Asylum seekers are subject to a mere 48-hour health assessment when transferred to off-shore detention. Because of this, concerns arise as to whether issues may have been missed, and also about how issues will be managed in inadequate conditions. As the number of asylum seekers in off-shore detention is sure to increase, nursing staff numbers will need to be bolstered. The lack of external and independent scrutiny of the off-shore processing centres remains a concern and ACN will maintain a watching brief as the situation unfolds.
The NSW Refugee Health Service is also coordinating the NSW Refugee Health Nurse Program on behalf of NSW Health. In addition to providing on-arrival assessments for newly arrived off-shore refugees, the Refugee Health Nurse Program has begun to look at the discharge planning and documentation of people exiting detention, and the wider implications this process has for nurses across the health system. Issues of healthcare for asylum seekers continue long after they receive their visas. The provision of safe care within the Australian community is a priority.
“The nurse-led model of care highlights the valuable role nurses play in refugee health, their insights into the determinants of health beyond basic clinical examination and their ability to communicate across a cultural spectrum,” Eager says. “Nurses quickly engender the trust of our patients, some of whom have come from situations that are, quite frankly, beyond our reckoning. The refugees’ resilience and determination to reclaim their futures inspire me every day to play our part in assisting them in their settlement journeys.”
There are numerous opportunities for nurses interested in refugee health.

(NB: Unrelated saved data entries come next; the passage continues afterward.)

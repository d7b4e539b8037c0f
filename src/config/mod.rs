//! Configuration and path management

pub mod paths;
pub mod settings;

pub use paths::SatangPaths;
pub use settings::Settings;
//! Custom error types for satang
//!
//! This module defines the error hierarchy for the application using thiserror
//! for ergonomic error definitions.

use thiserror::Error;

/// The main error type for satang operations
#[derive(Error, Debug)]
pub enum SatangError {
    /// Configuration-related errors
    #[error("Configuration error: {0}")]
    Config(String),

    /// File I/O errors
    #[error("I/O error: {0}")]
    Io(String),

    /// JSON serialization/deserialization errors
    #[error("JSON error: {0}")]
    Json(String),

    /// Validation errors for data models
    #[error("Validation error: {0}")]
    Validation(String),

    /// Entity not found errors
    #[error("{entity_type} not found: {identifier}")]
    NotFound {
        entity_type: &'static str,
        identifier: String,
    },

    /// Duplicate entity errors
    #[error("{entity_type} already exists: {identifier}")]
    Duplicate {
        entity_type: &'static str,
        identifier: String,
    },

    /// Authentication errors (signup/login/session)
    #[error("Authentication error: {0}")]
    Auth(String),

    /// Storage errors
    #[error("Storage error: {0}")]
    Storage(String),

    /// Export errors
    #[error("Export error: {0}")]
    Export(String),

    /// TUI errors
    #[error("TUI error: {0}")]
    Tui(String),
}

impl SatangError {
    /// Create a "not found" error for users
    pub fn user_not_found(identifier: impl Into<String>) -> Self {
        Self::NotFound {
            entity_type: "User",
            identifier: identifier.into(),
        }
    }

    /// Create a "duplicate" error for users
    pub fn user_exists(identifier: impl Into<String>) -> Self {
        Self::Duplicate {
            entity_type: "User",
            identifier: identifier.into(),
        }
    }

    /// Check if this is a "not found" error
    pub fn is_not_found(&self) -> bool {
        matches!(self, Self::NotFound { .. })
    }

    /// Check if this is a validation error
    pub fn is_validation(&self) -> bool {
        matches!(self, Self::Validation(_))
    }

    /// Check if this is an authentication error
    pub fn is_auth(&self) -> bool {
        matches!(self, Self::Auth(_))
    }
}

// Implement From traits for common error types

impl From<std::io::Error> for SatangError {
    fn from(err: std::io::Error) -> Self {
        Self::Io(err.to_string())
    }
}

impl From<serde_json::Error> for SatangError {
    fn from(err: serde_json::Error) -> Self {
        Self::Json(err.to_string())
    }
}

/// Result type alias for satang operations
pub type SatangResult<T> = Result<T, SatangError>;
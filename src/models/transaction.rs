//! Transaction model
//!
//! Transactions are immutable once recorded: the ledger only ever appends
//! them, never edits them. The kind (income/expense) is derived from the
//! category, so the two can never disagree.

use chrono::{DateTime, NaiveDate, Utc};
use serde::{Deserialize, Serialize};
use std::fmt;

use super::category::{Category, TransactionKind};
use super::ids::TransactionId;
use super::money::Money;

/// A recorded transaction
#[derive(Debug, Clone, Serialize, Deserialize)]
pub struct Transaction {
    /// Unique identifier, assigned sequentially by the ledger
    pub id: TransactionId,

    /// Category (also determines the kind)
    pub category: Category,

    /// Amount as a non-negative magnitude; the kind gives it its sign
    pub amount: Money,

    /// Optional free-text note
    #[serde(default)]
    pub note: String,

    /// Transaction date
    pub date: NaiveDate,

    /// When the transaction was recorded
    pub created_at: DateTime<Utc>,
}

impl Transaction {
    /// The kind of this transaction, derived from its category
    pub const fn kind(&self) -> TransactionKind {
        self.category.kind()
    }

    /// Check if this is an income transaction
    pub fn is_income(&self) -> bool {
        self.kind() == TransactionKind::Income
    }

    /// Check if this is an expense transaction
    pub fn is_expense(&self) -> bool {
        self.kind() == TransactionKind::Expense
    }

    /// The amount with its sign applied (income positive, expense negative)
    pub fn signed_amount(&self) -> Money {
        match self.kind() {
            TransactionKind::Income => self.amount,
            TransactionKind::Expense => -self.amount,
        }
    }
}

impl fmt::Display for Transaction {
    fn fmt(&self, f: &mut fmt::Formatter<'_>) -> fmt::Result {
        let sign = match self.kind() {
            TransactionKind::Income => "+",
            TransactionKind::Expense => "-",
        };
        write!(
            f,
            "{} {} {}{}",
            self.date.format("%Y-%m-%d"),
            self.category.name(),
            sign,
            self.amount
        )
    }
}

/// Input for recording a new transaction
///
/// The ledger assigns the identifier and creation timestamp when the draft
/// is committed.
#[derive(Debug, Clone)]
pub struct TransactionDraft {
    pub category: Category,
    pub amount: Money,
    pub note: String,
    pub date: NaiveDate,
}

impl TransactionDraft {
    /// Create a draft with an empty note
    pub fn new(category: Category, amount: Money, date: NaiveDate) -> Self {
        Self {
            category,
            amount,
            note: String::new(),
            date,
        }
    }

    /// Create a draft with a note
    pub fn with_note(
        category: Category,
        amount: Money,
        date: NaiveDate,
        note: impl Into<String>,
    ) -> Self {
        Self {
            category,
            amount,
            note: note.into(),
            date,
        }
    }

    /// Validate the draft
    pub fn validate(&self) -> Result<(), TransactionValidationError> {
        if self.amount.is_negative() {
            return Err(TransactionValidationError::NegativeAmount(self.amount));
        }
        Ok(())
    }
}

/// Validation errors for transaction drafts
#[derive(Debug, Clone, PartialEq, Eq)]
pub enum TransactionValidationError {
    NegativeAmount(Money),
}

impl fmt::Display for TransactionValidationError {
    fn fmt(&self, f: &mut fmt::Formatter<'_>) -> fmt::Result {
        match self {
            Self::NegativeAmount(amount) => {
                write!(f, "Transaction amount cannot be negative: {}", amount)
            }
        }
    }
}

impl std::error::Error for TransactionValidationError {}
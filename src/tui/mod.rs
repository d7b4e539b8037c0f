//! Interactive dashboard
//!
//! A single-page terminal UI: overview cards, spending breakdown, savings
//! goals, and recent transactions, with modal forms for recording
//! transactions and creating goals. This is the UI layer over the session
//! ledger; all business logic lives in `ledger`.

pub mod app;
pub mod dialogs;
pub mod event;
pub mod handler;
pub mod layout;
pub mod terminal;
pub mod views;
pub mod widgets;

pub use terminal::run_tui;
//! Audit entry data structures
//!
//! Defines the structure of audit log entries: operation types, entity
//! types, and the entry format itself.

use chrono::{DateTime, Utc};
use serde::{Deserialize, Serialize};

/// Types of operations that can be audited
#[derive(Debug, Clone, Copy, PartialEq, Eq, Serialize, Deserialize)]
#[serde(rename_all = "lowercase")]
pub enum Operation {
    /// Entity was created
    Create,
    /// User signed in
    Login,
    /// User signed out
    Logout,
    /// Session ledger was exported
    Export,
}

impl std::fmt::Display for Operation {
    fn fmt(&self, f: &mut std::fmt::Formatter<'_>) -> std::fmt::Result {
        match self {
            Operation::Create => write!(f, "CREATE"),
            Operation::Login => write!(f, "LOGIN"),
            Operation::Logout => write!(f, "LOGOUT"),
            Operation::Export => write!(f, "EXPORT"),
        }
    }
}

/// Types of entities that can be audited
#[derive(Debug, Clone, Copy, PartialEq, Eq, Serialize, Deserialize)]
#[serde(rename_all = "lowercase")]
pub enum EntityType {
    User,
    Session,
    Transaction,
    Goal,
    Ledger,
}

impl std::fmt::Display for EntityType {
    fn fmt(&self, f: &mut std::fmt::Formatter<'_>) -> std::fmt::Result {
        match self {
            EntityType::User => write!(f, "User"),
            EntityType::Session => write!(f, "Session"),
            EntityType::Transaction => write!(f, "Transaction"),
            EntityType::Goal => write!(f, "Goal"),
            EntityType::Ledger => write!(f, "Ledger"),
        }
    }
}

/// A single audit log entry
#[derive(Debug, Clone, Serialize, Deserialize)]
pub struct AuditEntry {
    /// When the operation occurred (UTC)
    pub timestamp: DateTime<Utc>,

    /// Type of operation performed
    pub operation: Operation,

    /// Type of entity affected
    pub entity_type: EntityType,

    /// ID of the affected entity
    pub entity_id: String,

    /// Human-readable detail (e.g., "Salary +฿2000.00")
    #[serde(skip_serializing_if = "Option::is_none")]
    pub detail: Option<String>,
}

impl AuditEntry {
    /// Create a new audit entry
    pub fn new(
        operation: Operation,
        entity_type: EntityType,
        entity_id: impl Into<String>,
        detail: Option<String>,
    ) -> Self {
        Self {
            timestamp: Utc::now(),
            operation,
            entity_type,
            entity_id: entity_id.into(),
            detail,
        }
    }

    /// Format the entry for human-readable output
    pub fn format_human_readable(&self) -> String {
        let mut output = format!(
            "[{}] {} {} {}",
            self.timestamp.format("%Y-%m-%d %H:%M:%S UTC"),
            self.operation,
            self.entity_type,
            self.entity_id
        );

        if let Some(detail) = &self.detail {
            output.push_str(&format!(" ({})", detail));
        }

        output
    }
}
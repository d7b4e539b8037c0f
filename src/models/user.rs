//! User account models
//!
//! `User` is the public identity handed to the rest of the application;
//! `UserRecord` is what the user store persists, carrying the Argon2id
//! password hash alongside it. Plaintext passwords are never stored.

use chrono::{DateTime, Utc};
use serde::{Deserialize, Serialize};
use std::fmt;

use super::ids::UserId;

/// A signed-in user's public identity
#[derive(Debug, Clone, PartialEq, Eq, Serialize, Deserialize)]
pub struct User {
    /// Unique identifier
    pub id: UserId,

    /// Display name
    pub name: String,

    /// Email address (unique within the user store)
    pub email: String,
}

impl fmt::Display for User {
    fn fmt(&self, f: &mut fmt::Formatter<'_>) -> fmt::Result {
        write!(f, "{} <{}>", self.name, self.email)
    }
}

/// A stored user account record
#[derive(Debug, Clone, Serialize, Deserialize)]
pub struct UserRecord {
    /// Unique identifier
    pub id: UserId,

    /// Display name
    pub name: String,

    /// Email address
    pub email: String,

    /// Argon2id PHC-format password hash
    pub password_hash: String,

    /// When the account was created
    pub created_at: DateTime<Utc>,
}

impl UserRecord {
    /// Create a new record from an already-computed password hash
    pub fn new(
        name: impl Into<String>,
        email: impl Into<String>,
        password_hash: impl Into<String>,
    ) -> Self {
        Self {
            id: UserId::new(),
            name: name.into(),
            email: email.into(),
            password_hash: password_hash.into(),
            created_at: Utc::now(),
        }
    }

    /// The public identity for this record
    pub fn user(&self) -> User {
        User {
            id: self.id,
            name: self.name.clone(),
            email: self.email.clone(),
        }
    }

    /// Validate the record
    pub fn validate(&self) -> Result<(), UserValidationError> {
        if self.name.trim().is_empty() {
            return Err(UserValidationError::EmptyName);
        }
        let email = self.email.trim();
        if email.is_empty() || !email.contains('@') {
            return Err(UserValidationError::InvalidEmail(self.email.clone()));
        }
        Ok(())
    }
}

/// Validation errors for user records
#[derive(Debug, Clone, PartialEq, Eq)]
pub enum UserValidationError {
    EmptyName,
    InvalidEmail(String),
}

impl fmt::Display for UserValidationError {
    fn fmt(&self, f: &mut fmt::Formatter<'_>) -> fmt::Result {
        match self {
            Self::EmptyName => write!(f, "Name cannot be empty"),
            Self::InvalidEmail(email) => write!(f, "Invalid email address: {}", email),
        }
    }
}

impl std::error::Error for UserValidationError {}
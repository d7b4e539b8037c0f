//! Ledger aggregation
//!
//! Pure reducers over the transaction list: income/expense totals, balance,
//! and the per-category expense breakdown behind the spending chart. All of
//! them are recomputed from the transaction list on every call; there is no
//! caching to invalidate.

use std::collections::HashMap;

use crate::models::{Category, Money, Transaction};

/// Total of all income transactions
pub fn total_income(transactions: &[Transaction]) -> Money {
    transactions
        .iter()
        .filter(|t| t.is_income())
        .map(|t| t.amount)
        .sum()
}

/// Total of all expense transactions
pub fn total_expenses(transactions: &[Transaction]) -> Money {
    transactions
        .iter()
        .filter(|t| t.is_expense())
        .map(|t| t.amount)
        .sum()
}

/// Income minus expenses; may be negative
pub fn balance(transactions: &[Transaction]) -> Money {
    total_income(transactions) - total_expenses(transactions)
}

/// The three dashboard totals in one pass-friendly bundle
#[derive(Debug, Clone, Copy, PartialEq, Eq)]
pub struct Summary {
    pub total_income: Money,
    pub total_expenses: Money,
    pub balance: Money,
}

impl Summary {
    /// Compute the summary for a transaction list
    pub fn of(transactions: &[Transaction]) -> Self {
        let income = total_income(transactions);
        let expenses = total_expenses(transactions);
        Self {
            total_income: income,
            total_expenses: expenses,
            balance: income - expenses,
        }
    }
}

/// One expense category's slice of total spending
#[derive(Debug, Clone, PartialEq)]
pub struct CategoryShare {
    /// The expense category
    pub category: Category,
    /// Total spent in this category
    pub total: Money,
    /// Share of total expenses, as a percentage rounded to one decimal
    pub percentage: f64,
}

/// Group expense transactions by category and compute each category's share
/// of total spending.
///
/// Returns an empty vector when there are no expense transactions (the UI
/// renders an empty-state message). Shares are sorted largest first.
pub fn category_breakdown(transactions: &[Transaction]) -> Vec<CategoryShare> {
    let mut totals: HashMap<Category, Money> = HashMap::new();
    for txn in transactions.iter().filter(|t| t.is_expense()) {
        *totals.entry(txn.category).or_insert(Money::zero()) += txn.amount;
    }

    let grand_total: Money = totals.values().copied().sum();
    if !grand_total.is_positive() {
        return Vec::new();
    }

    let mut shares: Vec<CategoryShare> = totals
        .into_iter()
        .map(|(category, total)| {
            let raw = total.satang() as f64 / grand_total.satang() as f64 * 100.0;
            CategoryShare {
                category,
                total,
                percentage: (raw * 10.0).round() / 10.0,
            }
        })
        .collect();

    shares.sort_by(|a, b| b.total.cmp(&a.total).then(a.category.name().cmp(b.category.name())));
    shares
}

#[cfg(test)]
mod tests {
    use super::*;
    use crate::models::{TransactionDraft, TransactionId};
    use chrono::{NaiveDate, Utc};

    fn transaction(id: u64, category: Category, baht: i64) -> Transaction {
        let draft = TransactionDraft::new(
            category,
            Money::from_baht(baht),
            NaiveDate::from_ymd_opt(2025, 1, 15).unwrap(),
        );
        Transaction {
            id: TransactionId::new(id),
            category: draft.category,
            amount: draft.amount,
            note: draft.note,
            date: draft.date,
            created_at: Utc::now(),
        }
    }

    #[test]
    fn test_totals_and_balance() {
        let txns = vec![
            transaction(1, Category::Salary, 2000),
            transaction(2, Category::Freelance, 500),
            transaction(3, Category::Food, 300),
            transaction(4, Category::Transport, 200),
        ];

        assert_eq!(total_income(&txns), Money::from_baht(2500));
        assert_eq!(total_expenses(&txns), Money::from_baht(500));
        assert_eq!(balance(&txns), Money::from_baht(2000));
    }

    #[test]
    fn test_balance_identity() {
        let txns = vec![
            transaction(1, Category::Salary, 100),
            transaction(2, Category::Food, 300),
        ];
        assert_eq!(balance(&txns), total_income(&txns) - total_expenses(&txns));
        assert_eq!(balance(&txns), Money::from_baht(-200));
    }

    #[test]
    fn test_empty_list() {
        let summary = Summary::of(&[]);
        assert_eq!(summary.total_income, Money::zero());
        assert_eq!(summary.total_expenses, Money::zero());
        assert_eq!(summary.balance, Money::zero());
    }

    #[test]
    fn test_breakdown_empty_without_expenses() {
        assert!(category_breakdown(&[]).is_empty());

        let income_only = vec![transaction(1, Category::Salary, 2000)];
        assert!(category_breakdown(&income_only).is_empty());
    }

    #[test]
    fn test_breakdown_groups_and_sorts() {
        let txns = vec![
            transaction(1, Category::Food, 100),
            transaction(2, Category::Food, 200),
            transaction(3, Category::Transport, 100),
            transaction(4, Category::Salary, 5000), // ignored
        ];

        let breakdown = category_breakdown(&txns);
        assert_eq!(breakdown.len(), 2);
        assert_eq!(breakdown[0].category, Category::Food);
        assert_eq!(breakdown[0].total, Money::from_baht(300));
        assert_eq!(breakdown[0].percentage, 75.0);
        assert_eq!(breakdown[1].category, Category::Transport);
        assert_eq!(breakdown[1].percentage, 25.0);
    }

    #[test]
    fn test_breakdown_percentages_rounded_to_one_decimal() {
        let txns = vec![
            transaction(1, Category::Food, 1),
            transaction(2, Category::Transport, 2),
        ];

        let breakdown = category_breakdown(&txns);
        assert_eq!(breakdown[0].percentage, 66.7);
        assert_eq!(breakdown[1].percentage, 33.3);
    }

    #[test]
    fn test_breakdown_percentages_sum_near_100() {
        let txns = vec![
            transaction(1, Category::Food, 7),
            transaction(2, Category::Transport, 11),
            transaction(3, Category::Utilities, 13),
            transaction(4, Category::Entertainment, 3),
        ];

        let total: f64 = category_breakdown(&txns).iter().map(|s| s.percentage).sum();
        assert!((total - 100.0).abs() < 0.2);
    }
}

They range from the state-based Health Department programs and non-government agencies such as the Australian Red Cross through to private companies such as IHMS and Médicins Sans Frontières. Other opportunities for nurses lie in their own sphere of clinical practice – Australia has a proud tradition of settling refugees into our communities. As Eagar reminds us, “they may be the next antenatal patient, a newly diagnosed diabetic or the child who has fallen off their trike”.
Adjunct professor Debra Thoms is CEO of the Australian College of Nursing.